178 D-SER(TBU)6EA9lHRH IN PRECOCIOUS PUBERTY: PHARMACO-KINEIICS OF SC IV AND INTRANASAL USE

The LHRH analog,D-Ser(TBU)6EA9LHRH(LHRHa) effectively controls the clinical and endocrinological progress of central precocious puberty in both sexes, when provided once daily by SC injection, or by intra-nasal (IN) spray given 8 hourly (J. Clin.End. & Metab.1984: 58,966).
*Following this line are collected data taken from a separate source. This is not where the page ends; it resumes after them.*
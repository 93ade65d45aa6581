/*
 * Copyright (c) 2023.
 *
 * This software is free software;
 *
 * You can redistribute it or modify it under terms of the MIT, Apache License or Zlib license
 */

use relic_core::bytestream::{ByteReader, ByteReaderTrait};

use crate::errors::TgaDecodeErrors;

/// Size of the fixed header that starts every file
pub const TGA_HEADER_SIZE: usize = 18;

/// Rows are stored top to bottom
pub const DESCRIPTOR_UPPER_ORIGIN: u8 = 0x20;
/// Rows are stored right to left
pub const DESCRIPTOR_RIGHT_ORIGIN: u8 = 0x10;
/// Two bits selecting two or four way interleaving
pub const DESCRIPTOR_INTERLEAVE: u8 = 0xC0;

/// The image type byte
#[derive(Copy, Clone, Debug, Eq, PartialEq)]
pub enum TgaImageType {
    NoImage,
    Indexed,
    TrueColor,
    Greyscale,
    RleIndexed,
    RleTrueColor,
    RleGreyscale,
    /// Huffman and delta compressed, types 32 and 33
    Huffman(u8)
}

impl TgaImageType {
    pub const fn from_u8(kind: u8) -> Option<TgaImageType> {
        let image_type = match kind {
            0 => Self::NoImage,
            1 => Self::Indexed,
            2 => Self::TrueColor,
            3 => Self::Greyscale,
            9 => Self::RleIndexed,
            10 => Self::RleTrueColor,
            11 => Self::RleGreyscale,
            32 | 33 => Self::Huffman(kind),
            _ => return None
        };
        Some(image_type)
    }

    pub const fn is_rle(self) -> bool {
        matches!(
            self,
            Self::RleIndexed | Self::RleTrueColor | Self::RleGreyscale
        )
    }

    /// Color mapped, greyscale not included
    pub const fn is_indexed(self) -> bool {
        matches!(self, Self::Indexed | Self::RleIndexed)
    }

    pub const fn is_greyscale(self) -> bool {
        matches!(self, Self::Greyscale | Self::RleGreyscale)
    }

    pub const fn is_true_color(self) -> bool {
        matches!(self, Self::TrueColor | Self::RleTrueColor)
    }

    /// Whether this decoder can read pixels of this type
    pub const fn is_supported(self) -> bool {
        !matches!(self, Self::NoImage | Self::Huffman(_))
    }
}

/// The fixed 18 byte file header, all words little endian
#[derive(Copy, Clone, Debug, Default, Eq, PartialEq)]
pub struct TgaHeader {
    /// Length of the image id field following the header
    pub id_length:        u8,
    pub color_map_type:   u8,
    pub image_type:       u8,
    /// First entry index of the color map, not used for decoding
    pub color_map_start:  u16,
    pub color_map_length: u16,
    /// Bits per color map entry
    pub color_map_depth:  u8,
    pub x_origin:         u16,
    pub y_origin:         u16,
    pub width:            u16,
    pub height:           u16,
    pub pixel_depth:      u8,
    pub descriptor:       u8
}

impl TgaHeader {
    pub fn from_bytes(bytes: [u8; TGA_HEADER_SIZE]) -> TgaHeader {
        let word = |at: usize| u16::from_le_bytes([bytes[at], bytes[at + 1]]);

        TgaHeader {
            id_length:        bytes[0],
            color_map_type:   bytes[1],
            image_type:       bytes[2],
            color_map_start:  word(3),
            color_map_length: word(5),
            color_map_depth:  bytes[7],
            x_origin:         word(8),
            y_origin:         word(10),
            width:            word(12),
            height:           word(14),
            pixel_depth:      bytes[16],
            descriptor:       bytes[17]
        }
    }

    pub(crate) fn read<T: ByteReaderTrait>(
        stream: &mut ByteReader<T>
    ) -> Result<TgaHeader, TgaDecodeErrors> {
        let bytes = stream.read_fixed_bytes_or_error::<TGA_HEADER_SIZE>()?;

        Ok(TgaHeader::from_bytes(bytes))
    }

    pub const fn kind(&self) -> Option<TgaImageType> {
        TgaImageType::from_u8(self.image_type)
    }

    pub const fn has_color_map(&self) -> bool {
        self.color_map_type == 1
    }

    pub const fn is_upper_origin(&self) -> bool {
        self.descriptor & DESCRIPTOR_UPPER_ORIGIN != 0
    }

    pub const fn is_right_origin(&self) -> bool {
        self.descriptor & DESCRIPTOR_RIGHT_ORIGIN != 0
    }

    pub const fn is_interleaved(&self) -> bool {
        self.descriptor & DESCRIPTOR_INTERLEAVE != 0
    }

    /// Bytes taken by one stored color map entry
    pub const fn color_map_entry_size(&self) -> usize {
        (self.color_map_depth as usize + 7) >> 3
    }

    /// Bytes taken by the whole stored color map
    ///
    /// Zero if the header declares no color map
    pub const fn color_map_size(&self) -> usize {
        if !self.has_color_map() {
            return 0;
        }
        self.color_map_length as usize * self.color_map_entry_size()
    }
}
To define the pharmacokinetics of LHRHa in this condition, we developed a RIA,utilizing an antibody generated against a hemocyanin conjugate of LHRHa, in which there is no crossreactivity with natural LHRH, LH or FSH. Recovery by RIA of added LHRHa in normal human serum or urine, ranged from 93 to 105%. During treatment with SC injection,30 μg/kg, peak levels of LHRHa of 42.1 ± 7.4 ng/ml (mean ± SEM) occurred at 30 min, with t½ of 71.4 min (n,5). Only 21% of given dose was excreted in urine at +3 h. With the IN route, 5.3 μg/kg (200 μg fixed dose) peak levels were seen at 30 min (n,7) but were 1000 fold lower in concentration (0.34 ± 0.13 ng/ml). Only 0.6% of the dose was excreted at +3 h. After IV injected 10 μg/kg in 3 adult volunteers, peak levels of >3500 ng/ml occurred at 1-2 min, t½β was 38.2 min and 17.4% was recovered in urine at 3 h. These data indicate:(1) t½ and elimination rate of this LHRHa is significantly greater than natural LHRH; (2) low dose LHRH at frequent intervals probably provides optimal treatment; (3) urinary LHRHa by specific RIA can be used as a guide to patient compliance.